2.23 Voorts bestaat er aanleiding verweerder te veroordelen in de door eiser gemaakte proceskosten. Op grond van het Besluit proceskosten bestuursrecht kent de voorzieningenrechter aan eiser drie punten toe (een punt voor het beroepschrift, een punt voor het verzoekschrift voorlopige voorziening en een punt voor het verschijnen ter zitting). Elk toegekend punt komt overeen met een bedrag van € 437,--. De zwaarte van de zaken is gemiddeld.
2.24 Omdat ten behoeve van eiser een toevoeging is afgegeven krachtens de Wet op de rechtsbijstand, moeten de proceskosten worden betaald aan de griffier van de rechtbank.
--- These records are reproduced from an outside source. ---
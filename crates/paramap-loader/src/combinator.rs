//! Transforms applied to source tensors when materializing a destination

use candle_core::Tensor;
use paramap_common::{DataType, MappingError, Result};
use serde::{Deserialize, Serialize};

/// How the source tensors of one entry become the destination tensor
#[derive(Debug, Clone, Copy, PartialEq, Eq, Hash, Serialize, Deserialize)]
#[serde(tag = "op", rename_all = "snake_case")]
pub enum Combinator {
    /// Single source, cast to the destination dtype
    Cast,
    /// `arity` sources joined along `axis` in registration order, then cast
    Concat { arity: usize, axis: usize },
}

impl Combinator {
    /// Concatenation of `arity` sources along axis 0
    pub fn concat(arity: usize) -> Self {
        Self::concat_along(arity, 0)
    }

    pub fn concat_along(arity: usize, axis: usize) -> Self {
        Combinator::Concat { arity, axis }
    }

    /// Number of source tensors this combinator takes
    pub fn arity(&self) -> usize {
        match self {
            Combinator::Cast => 1,
            Combinator::Concat { arity, .. } => *arity,
        }
    }

    /// Combine `inputs` into the destination tensor called `name`
    pub fn apply(&self, name: &str, inputs: &[Tensor], target: DataType) -> Result<Tensor> {
        if inputs.len() != self.arity() {
            return Err(MappingError::ArityMismatch {
                name: name.to_string(),
                expected: self.arity(),
                actual: inputs.len(),
            }
            .into());
        }

        match self {
            Combinator::Cast => cast(&inputs[0], target),
            Combinator::Concat { axis, .. } => {
                let joined = Tensor::cat(inputs, *axis)?;
                cast(&joined, target)
            }
        }
    }
}

/// Cast to `target`; a tensor already of that dtype is returned as is
fn cast(tensor: &Tensor, target: DataType) -> Result<Tensor> {
    let dtype = target.to_candle();
    if tensor.dtype() == dtype {
        return Ok(tensor.clone());
    }
    Ok(tensor.to_dtype(dtype)?)
}

#[cfg(test)]
mod tests {
    use super::*;
    use candle_core::{DType, Device};

    #[test]
    fn arity() {
        assert_eq!(Combinator::Cast.arity(), 1);
        assert_eq!(Combinator::concat(3).arity(), 3);
        assert_eq!(Combinator::concat_along(2, 1), Combinator::Concat { arity: 2, axis: 1 });
    }

    #[test]
    fn cast_changes_dtype() {
        let t = Tensor::new(&[1.5f32, -2.0], &Device::Cpu).unwrap();
        let out = Combinator::Cast.apply("x", &[t], DataType::Float16).unwrap();
        assert_eq!(out.dtype(), DType::F16);
    }

    #[test]
    fn concat_orders_sources() {
        let a = Tensor::new(&[[1f32, 2.0]], &Device::Cpu).unwrap();
        let b = Tensor::new(&[[3f32, 4.0]], &Device::Cpu).unwrap();
        let rows = Combinator::concat(2).apply("x", &[a.clone(), b.clone()], DataType::Float32).unwrap();
        assert_eq!(rows.to_vec2::<f32>().unwrap(), vec![vec![1.0, 2.0], vec![3.0, 4.0]]);

        let cols = Combinator::concat_along(2, 1).apply("x", &[a, b], DataType::Float32).unwrap();
        assert_eq!(cols.to_vec2::<f32>().unwrap(), vec![vec![1.0, 2.0, 3.0, 4.0]]);
    }

    #[test]
    fn wrong_input_count() {
        let t = Tensor::zeros(2, DType::F32, &Device::Cpu).unwrap();
        let err = Combinator::concat(3).apply("qkv", &[t.clone(), t], DataType::Float32).unwrap_err();
        assert_eq!(
            err.to_string(),
            "Mapping error: Arity mismatch for qkv: combinator takes 3 input(s), got 2"
        );
    }

    #[test]
    fn serde_shape() {
        let json = serde_json::to_string(&Combinator::concat(3)).unwrap();
        assert_eq!(json, r#"{"op":"concat","arity":3,"axis":0}"#);
        assert_eq!(serde_json::to_string(&Combinator::Cast).unwrap(), r#"{"op":"cast"}"#);
    }
}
2.25 Nu het beroep gegrond wordt verklaard, heeft eiser geen belang meer bij het door hem gedane verzoek om voorlopige voorziening. De voorzieningenrechter zal dit verzoek dan ook afwijzen.
3. Beslissing
De voorzieningenrechter:
3.1 verklaart het beroep gegrond;
3.2 vernietigt het besluit van augustus 2009, verzonden op 21 augustus 2009;
3.3 herroept het besluit van 20 maart 2009;
3.4 draagt de staatssecretaris van Financiën op eiser met ingang van 1 februari 2010 gedurende minimaal drie maanden in de gelegenheid te stellen aan te tonen dat hij voldoet aan de opleidingseisen voor de functie van medewerker toezicht in opleiding;
3.5 draagt de staatssecretaris van Financiën voorts op deze opleidingsperiode af te sluiten met een ankergesprek overeenkomstig de Procedure Ankergesprekken;
3.6 bepaalt dat deze uitspraak in de plaats treedt van het vernietigde besluit;
3.7 veroordeelt de staatssecretaris van Financiën in de door eiser gemaakte proceskosten tot een bedrag van in totaal € 1311,--, te betalen aan de griffier van de rechtbank;
3.8 gelast dat de staatssecretaris van Financiën het door eiser betaalde griffierecht van in totaal € 300,-- aan hem vergoedt;
3.9 wijst het verzoek om voorlopige voorziening af.
Deze uitspraak is gedaan door mr. W.J. van Brussel, voorzieningenrechter, en op
21 januari 2010 in het openbaar uitgesproken, in tegenwoordigheid van
P.M. van der Pol, griffier.
afschrift verzonden op:
Rechtsmiddel
Tegen deze uitspraak staat, uitsluitend voor zover het de hoofdzaak betreft, hoger beroep open bij de Centrale Raad van Beroep, postbus 16002, 3500 DA Utrecht. Het hoger beroep dient te worden ingesteld door het indienen van een beroepschrift binnen zes weken onmiddellijk liggend na de dag van verzending van de uitspraak door de griffier.